→ Exercise prompt:
Show all lines containing "settings" from the data below.

→ Data for analysis:

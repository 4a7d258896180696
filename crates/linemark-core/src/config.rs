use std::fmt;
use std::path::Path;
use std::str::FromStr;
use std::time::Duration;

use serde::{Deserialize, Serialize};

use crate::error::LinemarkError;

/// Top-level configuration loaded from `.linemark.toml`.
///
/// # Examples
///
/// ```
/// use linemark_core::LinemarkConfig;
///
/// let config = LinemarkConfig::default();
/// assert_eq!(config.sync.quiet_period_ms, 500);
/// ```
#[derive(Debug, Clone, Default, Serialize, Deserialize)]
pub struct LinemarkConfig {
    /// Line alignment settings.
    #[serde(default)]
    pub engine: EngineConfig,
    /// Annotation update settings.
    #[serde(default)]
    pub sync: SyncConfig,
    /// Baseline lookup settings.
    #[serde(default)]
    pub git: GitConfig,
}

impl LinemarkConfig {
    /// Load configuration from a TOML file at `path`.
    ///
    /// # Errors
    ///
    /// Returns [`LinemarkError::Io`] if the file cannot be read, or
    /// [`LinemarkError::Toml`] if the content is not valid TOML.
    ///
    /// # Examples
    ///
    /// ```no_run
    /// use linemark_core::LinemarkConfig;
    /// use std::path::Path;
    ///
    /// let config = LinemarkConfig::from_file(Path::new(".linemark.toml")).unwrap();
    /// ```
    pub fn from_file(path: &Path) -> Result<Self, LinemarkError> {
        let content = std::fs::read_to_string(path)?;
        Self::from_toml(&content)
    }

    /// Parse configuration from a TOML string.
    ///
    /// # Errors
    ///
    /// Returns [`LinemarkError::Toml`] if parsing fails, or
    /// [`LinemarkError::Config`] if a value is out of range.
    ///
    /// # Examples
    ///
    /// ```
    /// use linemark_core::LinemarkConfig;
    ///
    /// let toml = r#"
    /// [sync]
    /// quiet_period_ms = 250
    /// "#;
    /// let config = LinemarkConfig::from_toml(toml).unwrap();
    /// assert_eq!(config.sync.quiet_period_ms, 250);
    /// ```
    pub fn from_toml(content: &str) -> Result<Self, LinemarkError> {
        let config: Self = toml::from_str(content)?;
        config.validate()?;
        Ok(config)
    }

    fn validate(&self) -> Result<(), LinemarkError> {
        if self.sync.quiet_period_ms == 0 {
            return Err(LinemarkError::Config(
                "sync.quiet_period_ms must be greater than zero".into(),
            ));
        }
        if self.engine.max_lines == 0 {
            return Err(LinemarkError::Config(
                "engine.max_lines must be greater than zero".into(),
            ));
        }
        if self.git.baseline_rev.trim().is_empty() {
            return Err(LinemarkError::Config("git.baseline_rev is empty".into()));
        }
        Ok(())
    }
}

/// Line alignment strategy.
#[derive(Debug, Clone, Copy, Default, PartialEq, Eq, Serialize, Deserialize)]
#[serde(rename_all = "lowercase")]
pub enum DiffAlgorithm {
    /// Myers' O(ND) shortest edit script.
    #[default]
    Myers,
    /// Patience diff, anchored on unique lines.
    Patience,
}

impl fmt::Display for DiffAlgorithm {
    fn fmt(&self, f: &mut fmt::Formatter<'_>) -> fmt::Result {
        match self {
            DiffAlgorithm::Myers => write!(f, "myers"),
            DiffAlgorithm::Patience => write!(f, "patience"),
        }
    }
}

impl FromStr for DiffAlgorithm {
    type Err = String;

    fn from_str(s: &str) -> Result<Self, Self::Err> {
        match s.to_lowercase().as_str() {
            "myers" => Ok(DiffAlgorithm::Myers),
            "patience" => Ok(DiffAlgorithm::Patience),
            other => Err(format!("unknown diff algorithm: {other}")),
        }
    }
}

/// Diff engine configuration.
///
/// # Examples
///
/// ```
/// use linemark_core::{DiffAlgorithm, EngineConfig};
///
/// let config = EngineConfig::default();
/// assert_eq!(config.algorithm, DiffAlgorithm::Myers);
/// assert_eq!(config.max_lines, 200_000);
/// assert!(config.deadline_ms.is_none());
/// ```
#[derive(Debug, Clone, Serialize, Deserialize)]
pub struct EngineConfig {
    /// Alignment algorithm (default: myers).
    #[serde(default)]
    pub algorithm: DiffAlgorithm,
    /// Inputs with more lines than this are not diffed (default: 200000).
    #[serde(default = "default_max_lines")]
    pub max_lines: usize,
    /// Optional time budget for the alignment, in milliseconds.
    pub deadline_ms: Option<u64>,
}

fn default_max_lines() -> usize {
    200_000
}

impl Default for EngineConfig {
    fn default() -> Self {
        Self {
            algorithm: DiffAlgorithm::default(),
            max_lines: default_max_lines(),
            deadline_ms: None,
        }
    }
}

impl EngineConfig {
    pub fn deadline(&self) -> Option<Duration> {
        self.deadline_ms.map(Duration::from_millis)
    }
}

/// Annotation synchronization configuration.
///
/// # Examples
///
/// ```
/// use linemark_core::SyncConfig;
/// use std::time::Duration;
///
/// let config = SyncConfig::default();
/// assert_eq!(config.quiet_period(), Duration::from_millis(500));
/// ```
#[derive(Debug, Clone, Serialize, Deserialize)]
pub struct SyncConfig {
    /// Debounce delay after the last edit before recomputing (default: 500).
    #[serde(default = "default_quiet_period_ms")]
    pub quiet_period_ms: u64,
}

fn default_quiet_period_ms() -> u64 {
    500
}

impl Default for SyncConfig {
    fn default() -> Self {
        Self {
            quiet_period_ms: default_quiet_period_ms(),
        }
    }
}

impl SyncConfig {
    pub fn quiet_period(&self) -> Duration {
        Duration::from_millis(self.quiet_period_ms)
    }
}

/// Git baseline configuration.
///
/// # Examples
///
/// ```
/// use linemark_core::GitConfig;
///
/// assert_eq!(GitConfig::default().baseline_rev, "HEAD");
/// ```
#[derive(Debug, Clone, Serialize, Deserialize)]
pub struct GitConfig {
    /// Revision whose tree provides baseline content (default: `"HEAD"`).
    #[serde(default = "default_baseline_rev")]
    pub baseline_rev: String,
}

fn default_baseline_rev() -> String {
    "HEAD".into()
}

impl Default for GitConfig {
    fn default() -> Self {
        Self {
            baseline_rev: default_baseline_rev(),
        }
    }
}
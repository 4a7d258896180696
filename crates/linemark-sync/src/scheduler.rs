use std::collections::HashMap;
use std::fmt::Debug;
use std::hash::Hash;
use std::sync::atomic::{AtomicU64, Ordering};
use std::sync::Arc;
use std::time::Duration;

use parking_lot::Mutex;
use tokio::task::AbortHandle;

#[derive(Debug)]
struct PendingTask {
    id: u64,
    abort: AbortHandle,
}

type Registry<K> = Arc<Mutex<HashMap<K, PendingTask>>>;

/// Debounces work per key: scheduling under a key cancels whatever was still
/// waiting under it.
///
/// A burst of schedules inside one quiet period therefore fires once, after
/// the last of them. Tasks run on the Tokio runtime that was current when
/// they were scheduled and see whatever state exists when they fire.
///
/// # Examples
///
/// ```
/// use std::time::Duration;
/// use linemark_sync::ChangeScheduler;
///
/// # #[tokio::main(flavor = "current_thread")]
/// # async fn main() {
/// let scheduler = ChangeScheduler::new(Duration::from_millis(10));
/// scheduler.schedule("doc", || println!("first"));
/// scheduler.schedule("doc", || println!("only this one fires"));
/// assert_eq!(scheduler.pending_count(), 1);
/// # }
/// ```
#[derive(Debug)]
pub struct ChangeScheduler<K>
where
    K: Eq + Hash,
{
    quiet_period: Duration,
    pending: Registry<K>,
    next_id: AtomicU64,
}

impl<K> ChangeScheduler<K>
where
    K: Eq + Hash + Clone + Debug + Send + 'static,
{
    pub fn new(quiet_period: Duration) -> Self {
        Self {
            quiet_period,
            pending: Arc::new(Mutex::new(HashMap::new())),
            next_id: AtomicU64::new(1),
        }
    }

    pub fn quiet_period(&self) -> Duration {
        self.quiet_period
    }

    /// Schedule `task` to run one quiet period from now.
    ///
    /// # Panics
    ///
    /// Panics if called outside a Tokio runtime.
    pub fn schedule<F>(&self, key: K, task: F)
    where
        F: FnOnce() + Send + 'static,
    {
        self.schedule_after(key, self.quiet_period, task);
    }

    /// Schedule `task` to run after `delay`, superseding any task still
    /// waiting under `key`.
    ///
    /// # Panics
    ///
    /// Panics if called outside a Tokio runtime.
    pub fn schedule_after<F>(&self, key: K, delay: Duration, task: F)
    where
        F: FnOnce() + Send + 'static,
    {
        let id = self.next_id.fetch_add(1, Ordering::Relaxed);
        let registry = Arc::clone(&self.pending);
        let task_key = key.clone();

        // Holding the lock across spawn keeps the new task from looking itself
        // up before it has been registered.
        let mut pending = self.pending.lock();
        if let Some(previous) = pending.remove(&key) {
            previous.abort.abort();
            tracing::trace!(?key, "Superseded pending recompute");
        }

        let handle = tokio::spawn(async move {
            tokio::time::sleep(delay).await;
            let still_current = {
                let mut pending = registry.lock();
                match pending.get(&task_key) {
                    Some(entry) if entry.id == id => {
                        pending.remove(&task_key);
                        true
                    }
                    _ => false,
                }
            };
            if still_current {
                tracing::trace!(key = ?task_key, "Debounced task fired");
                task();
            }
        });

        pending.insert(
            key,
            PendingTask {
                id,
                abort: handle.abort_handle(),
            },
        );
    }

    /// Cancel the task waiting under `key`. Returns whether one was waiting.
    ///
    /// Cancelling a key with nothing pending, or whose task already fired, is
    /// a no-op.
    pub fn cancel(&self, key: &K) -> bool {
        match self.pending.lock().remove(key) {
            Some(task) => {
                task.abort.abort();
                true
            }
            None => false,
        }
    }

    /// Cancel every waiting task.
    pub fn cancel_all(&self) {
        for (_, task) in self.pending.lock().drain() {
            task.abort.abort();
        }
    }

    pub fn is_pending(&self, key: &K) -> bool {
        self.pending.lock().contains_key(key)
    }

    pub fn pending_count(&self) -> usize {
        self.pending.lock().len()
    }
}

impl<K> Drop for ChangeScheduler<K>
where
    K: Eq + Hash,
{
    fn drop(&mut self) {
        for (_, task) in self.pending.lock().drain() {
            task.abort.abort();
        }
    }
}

→ Expected output:
    /// Line alignment settings.
    /// Annotation update settings.
    /// Baseline lookup settings.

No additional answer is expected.